**Exercise goal:** Set out the listing word for word. End with the line that contains "use health_warehouse_core::db::Database;".

**Input:**
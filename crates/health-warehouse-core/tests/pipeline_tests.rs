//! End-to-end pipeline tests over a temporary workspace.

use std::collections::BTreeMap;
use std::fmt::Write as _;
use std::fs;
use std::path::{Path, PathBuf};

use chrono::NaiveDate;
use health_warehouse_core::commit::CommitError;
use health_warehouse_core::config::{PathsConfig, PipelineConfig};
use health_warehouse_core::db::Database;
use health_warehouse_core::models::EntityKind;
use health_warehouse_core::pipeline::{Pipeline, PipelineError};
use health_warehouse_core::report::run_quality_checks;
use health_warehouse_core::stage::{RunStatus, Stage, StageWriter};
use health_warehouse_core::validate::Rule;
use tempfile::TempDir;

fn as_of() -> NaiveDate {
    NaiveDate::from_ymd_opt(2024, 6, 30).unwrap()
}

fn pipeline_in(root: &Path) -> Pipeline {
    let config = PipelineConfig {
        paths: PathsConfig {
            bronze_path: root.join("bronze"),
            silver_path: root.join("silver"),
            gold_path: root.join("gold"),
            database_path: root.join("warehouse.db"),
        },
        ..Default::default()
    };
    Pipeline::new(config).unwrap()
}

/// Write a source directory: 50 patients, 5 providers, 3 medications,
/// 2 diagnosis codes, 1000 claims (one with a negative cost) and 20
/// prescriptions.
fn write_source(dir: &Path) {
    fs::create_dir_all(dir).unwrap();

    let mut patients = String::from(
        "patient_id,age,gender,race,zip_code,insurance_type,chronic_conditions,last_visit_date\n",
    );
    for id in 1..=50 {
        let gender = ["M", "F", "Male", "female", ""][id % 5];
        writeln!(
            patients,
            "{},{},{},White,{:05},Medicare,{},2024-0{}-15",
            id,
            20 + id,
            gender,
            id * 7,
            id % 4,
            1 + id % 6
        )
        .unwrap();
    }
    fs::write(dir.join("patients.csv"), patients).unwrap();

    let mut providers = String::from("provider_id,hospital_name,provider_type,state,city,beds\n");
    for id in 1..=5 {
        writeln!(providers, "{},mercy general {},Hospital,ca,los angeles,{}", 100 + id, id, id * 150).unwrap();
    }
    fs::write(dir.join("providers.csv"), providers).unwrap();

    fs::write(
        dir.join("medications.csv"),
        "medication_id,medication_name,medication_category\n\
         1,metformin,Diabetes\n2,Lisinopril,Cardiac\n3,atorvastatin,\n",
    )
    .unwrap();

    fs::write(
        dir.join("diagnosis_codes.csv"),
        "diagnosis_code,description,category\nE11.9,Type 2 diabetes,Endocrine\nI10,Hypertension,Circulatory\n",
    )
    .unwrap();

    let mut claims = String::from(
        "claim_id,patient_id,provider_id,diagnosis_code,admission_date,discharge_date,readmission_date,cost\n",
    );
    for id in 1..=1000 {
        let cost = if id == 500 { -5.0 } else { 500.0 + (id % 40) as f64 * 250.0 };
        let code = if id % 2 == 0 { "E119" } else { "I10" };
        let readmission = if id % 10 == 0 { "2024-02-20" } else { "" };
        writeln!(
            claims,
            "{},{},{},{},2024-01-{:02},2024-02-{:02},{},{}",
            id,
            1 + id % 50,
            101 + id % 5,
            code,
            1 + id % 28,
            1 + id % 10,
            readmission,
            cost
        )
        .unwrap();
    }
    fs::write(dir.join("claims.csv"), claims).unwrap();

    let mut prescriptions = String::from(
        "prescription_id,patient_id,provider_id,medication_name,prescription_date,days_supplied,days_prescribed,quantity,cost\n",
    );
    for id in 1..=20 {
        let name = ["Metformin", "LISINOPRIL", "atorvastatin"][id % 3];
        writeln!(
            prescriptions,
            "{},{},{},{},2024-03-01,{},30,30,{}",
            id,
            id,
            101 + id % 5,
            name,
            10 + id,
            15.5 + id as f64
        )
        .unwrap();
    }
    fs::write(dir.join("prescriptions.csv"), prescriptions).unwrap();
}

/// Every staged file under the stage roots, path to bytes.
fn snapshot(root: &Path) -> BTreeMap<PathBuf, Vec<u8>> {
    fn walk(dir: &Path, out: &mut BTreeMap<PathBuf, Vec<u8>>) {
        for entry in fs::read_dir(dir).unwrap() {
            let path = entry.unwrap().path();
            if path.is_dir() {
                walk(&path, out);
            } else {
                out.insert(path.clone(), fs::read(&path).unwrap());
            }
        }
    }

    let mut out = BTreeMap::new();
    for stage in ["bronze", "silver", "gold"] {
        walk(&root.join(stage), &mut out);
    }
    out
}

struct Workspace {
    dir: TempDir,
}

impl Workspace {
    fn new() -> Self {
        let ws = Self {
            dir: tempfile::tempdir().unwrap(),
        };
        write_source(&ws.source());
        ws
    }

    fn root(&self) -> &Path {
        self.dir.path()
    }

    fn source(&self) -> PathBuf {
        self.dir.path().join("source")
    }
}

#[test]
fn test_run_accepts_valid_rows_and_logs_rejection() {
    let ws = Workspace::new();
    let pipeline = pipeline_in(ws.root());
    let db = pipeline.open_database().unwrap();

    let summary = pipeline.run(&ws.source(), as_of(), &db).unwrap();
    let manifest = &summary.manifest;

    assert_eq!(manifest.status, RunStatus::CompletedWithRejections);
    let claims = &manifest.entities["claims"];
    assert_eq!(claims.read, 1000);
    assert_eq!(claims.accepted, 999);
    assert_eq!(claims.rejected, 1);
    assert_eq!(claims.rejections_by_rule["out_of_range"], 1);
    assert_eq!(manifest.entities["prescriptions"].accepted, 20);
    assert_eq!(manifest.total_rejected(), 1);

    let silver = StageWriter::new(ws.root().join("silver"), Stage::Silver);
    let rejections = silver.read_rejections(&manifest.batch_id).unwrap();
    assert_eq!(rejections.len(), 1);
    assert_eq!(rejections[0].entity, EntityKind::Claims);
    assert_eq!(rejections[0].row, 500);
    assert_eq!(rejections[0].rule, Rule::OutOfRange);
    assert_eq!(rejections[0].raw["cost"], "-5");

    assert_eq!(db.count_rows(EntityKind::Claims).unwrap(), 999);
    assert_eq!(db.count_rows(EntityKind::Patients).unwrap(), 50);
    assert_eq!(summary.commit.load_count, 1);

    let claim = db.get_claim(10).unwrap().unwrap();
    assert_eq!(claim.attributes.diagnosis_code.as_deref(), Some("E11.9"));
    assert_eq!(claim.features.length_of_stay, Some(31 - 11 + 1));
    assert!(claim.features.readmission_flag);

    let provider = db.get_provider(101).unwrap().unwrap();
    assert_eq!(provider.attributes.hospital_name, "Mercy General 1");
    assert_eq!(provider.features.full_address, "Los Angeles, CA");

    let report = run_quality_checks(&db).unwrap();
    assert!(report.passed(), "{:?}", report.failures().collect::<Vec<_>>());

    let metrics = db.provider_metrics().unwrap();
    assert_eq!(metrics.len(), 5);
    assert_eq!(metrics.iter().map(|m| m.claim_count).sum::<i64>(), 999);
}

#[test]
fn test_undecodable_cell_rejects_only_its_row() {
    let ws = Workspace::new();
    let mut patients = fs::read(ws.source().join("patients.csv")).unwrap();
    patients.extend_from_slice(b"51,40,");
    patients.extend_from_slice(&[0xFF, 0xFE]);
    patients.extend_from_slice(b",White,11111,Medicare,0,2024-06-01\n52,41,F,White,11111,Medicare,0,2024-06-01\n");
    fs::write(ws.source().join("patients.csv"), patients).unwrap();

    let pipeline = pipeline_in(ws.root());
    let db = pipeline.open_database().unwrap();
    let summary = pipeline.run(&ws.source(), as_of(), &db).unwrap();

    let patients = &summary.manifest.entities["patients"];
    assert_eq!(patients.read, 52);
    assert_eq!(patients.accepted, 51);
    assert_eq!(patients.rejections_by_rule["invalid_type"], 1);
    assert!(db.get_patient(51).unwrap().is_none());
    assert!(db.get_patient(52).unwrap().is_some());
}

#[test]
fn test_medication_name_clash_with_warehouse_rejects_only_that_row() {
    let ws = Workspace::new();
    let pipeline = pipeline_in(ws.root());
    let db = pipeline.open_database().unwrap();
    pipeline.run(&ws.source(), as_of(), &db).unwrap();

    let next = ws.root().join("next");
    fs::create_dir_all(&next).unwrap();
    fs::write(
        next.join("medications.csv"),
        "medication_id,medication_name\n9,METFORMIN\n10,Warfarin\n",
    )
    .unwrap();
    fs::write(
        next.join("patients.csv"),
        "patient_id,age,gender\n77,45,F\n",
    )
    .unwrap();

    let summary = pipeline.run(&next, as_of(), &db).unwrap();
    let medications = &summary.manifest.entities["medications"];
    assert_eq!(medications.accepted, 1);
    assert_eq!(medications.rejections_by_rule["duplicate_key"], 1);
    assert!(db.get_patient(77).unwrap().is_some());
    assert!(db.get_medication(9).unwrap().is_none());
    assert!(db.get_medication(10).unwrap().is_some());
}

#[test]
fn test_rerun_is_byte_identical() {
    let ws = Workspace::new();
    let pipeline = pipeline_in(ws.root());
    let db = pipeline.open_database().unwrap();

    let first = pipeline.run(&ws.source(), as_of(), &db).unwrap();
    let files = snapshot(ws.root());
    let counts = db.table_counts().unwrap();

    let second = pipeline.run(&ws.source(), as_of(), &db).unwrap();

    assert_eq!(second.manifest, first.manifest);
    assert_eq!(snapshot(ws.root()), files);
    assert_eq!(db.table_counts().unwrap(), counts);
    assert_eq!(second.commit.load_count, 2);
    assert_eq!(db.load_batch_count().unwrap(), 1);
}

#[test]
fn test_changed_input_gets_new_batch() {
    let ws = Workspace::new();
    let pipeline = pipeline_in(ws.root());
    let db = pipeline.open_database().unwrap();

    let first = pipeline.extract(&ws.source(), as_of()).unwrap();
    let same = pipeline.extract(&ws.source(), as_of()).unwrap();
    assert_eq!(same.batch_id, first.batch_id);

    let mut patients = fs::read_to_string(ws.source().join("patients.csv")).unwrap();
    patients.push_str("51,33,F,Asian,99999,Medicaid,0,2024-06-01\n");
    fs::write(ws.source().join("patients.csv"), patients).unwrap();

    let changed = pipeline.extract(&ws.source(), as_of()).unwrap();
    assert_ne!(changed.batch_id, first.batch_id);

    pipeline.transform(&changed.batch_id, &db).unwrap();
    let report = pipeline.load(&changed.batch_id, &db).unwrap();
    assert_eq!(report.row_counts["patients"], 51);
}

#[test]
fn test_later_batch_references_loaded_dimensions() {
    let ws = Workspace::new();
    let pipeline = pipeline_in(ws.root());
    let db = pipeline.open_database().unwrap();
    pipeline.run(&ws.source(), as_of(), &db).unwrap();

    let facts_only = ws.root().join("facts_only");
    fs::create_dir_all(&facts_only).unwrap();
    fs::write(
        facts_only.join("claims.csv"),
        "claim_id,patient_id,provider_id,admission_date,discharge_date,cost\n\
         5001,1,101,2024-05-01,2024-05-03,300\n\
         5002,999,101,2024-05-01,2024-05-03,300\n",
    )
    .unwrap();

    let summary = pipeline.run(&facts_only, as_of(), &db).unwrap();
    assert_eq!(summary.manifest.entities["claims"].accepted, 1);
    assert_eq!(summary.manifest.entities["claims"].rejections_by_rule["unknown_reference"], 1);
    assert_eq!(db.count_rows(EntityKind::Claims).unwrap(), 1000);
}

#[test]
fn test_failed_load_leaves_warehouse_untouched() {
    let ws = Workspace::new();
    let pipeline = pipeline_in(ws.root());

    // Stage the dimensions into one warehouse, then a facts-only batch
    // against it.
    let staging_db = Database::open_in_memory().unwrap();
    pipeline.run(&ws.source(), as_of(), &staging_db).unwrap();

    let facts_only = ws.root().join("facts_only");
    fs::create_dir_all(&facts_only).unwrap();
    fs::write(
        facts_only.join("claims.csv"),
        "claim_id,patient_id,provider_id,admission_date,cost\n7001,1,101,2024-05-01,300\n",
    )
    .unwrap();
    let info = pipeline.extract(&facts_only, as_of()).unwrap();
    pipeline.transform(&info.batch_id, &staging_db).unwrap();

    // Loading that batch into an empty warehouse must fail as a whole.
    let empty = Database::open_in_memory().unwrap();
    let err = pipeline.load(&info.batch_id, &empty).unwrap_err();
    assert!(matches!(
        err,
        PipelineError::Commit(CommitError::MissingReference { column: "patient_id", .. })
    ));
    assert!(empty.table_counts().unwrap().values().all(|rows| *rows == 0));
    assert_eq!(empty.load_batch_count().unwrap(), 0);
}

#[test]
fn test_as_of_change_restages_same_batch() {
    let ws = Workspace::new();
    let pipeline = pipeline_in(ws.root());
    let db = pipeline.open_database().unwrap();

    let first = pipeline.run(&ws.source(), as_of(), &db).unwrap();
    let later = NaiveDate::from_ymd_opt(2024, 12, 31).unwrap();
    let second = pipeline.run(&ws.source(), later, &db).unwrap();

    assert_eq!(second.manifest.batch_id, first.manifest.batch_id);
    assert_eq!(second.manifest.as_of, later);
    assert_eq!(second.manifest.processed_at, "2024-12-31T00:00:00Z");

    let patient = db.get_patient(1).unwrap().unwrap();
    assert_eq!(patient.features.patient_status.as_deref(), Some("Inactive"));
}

**Result of this exercise:**
filename crates/health-warehouse-core/tests/pipeline_tests.rs
//! End-to-end pipeline tests over a temporary workspace.

use std::collections::BTreeMap;
use std::fmt::Write as _;
use std::fs;
use std::path::{Path, PathBuf};

use chrono::NaiveDate;
use health_warehouse_core::commit::CommitError;
use health_warehouse_core::config::{PathsConfig, PipelineConfig};
use health_warehouse_core::db::Database;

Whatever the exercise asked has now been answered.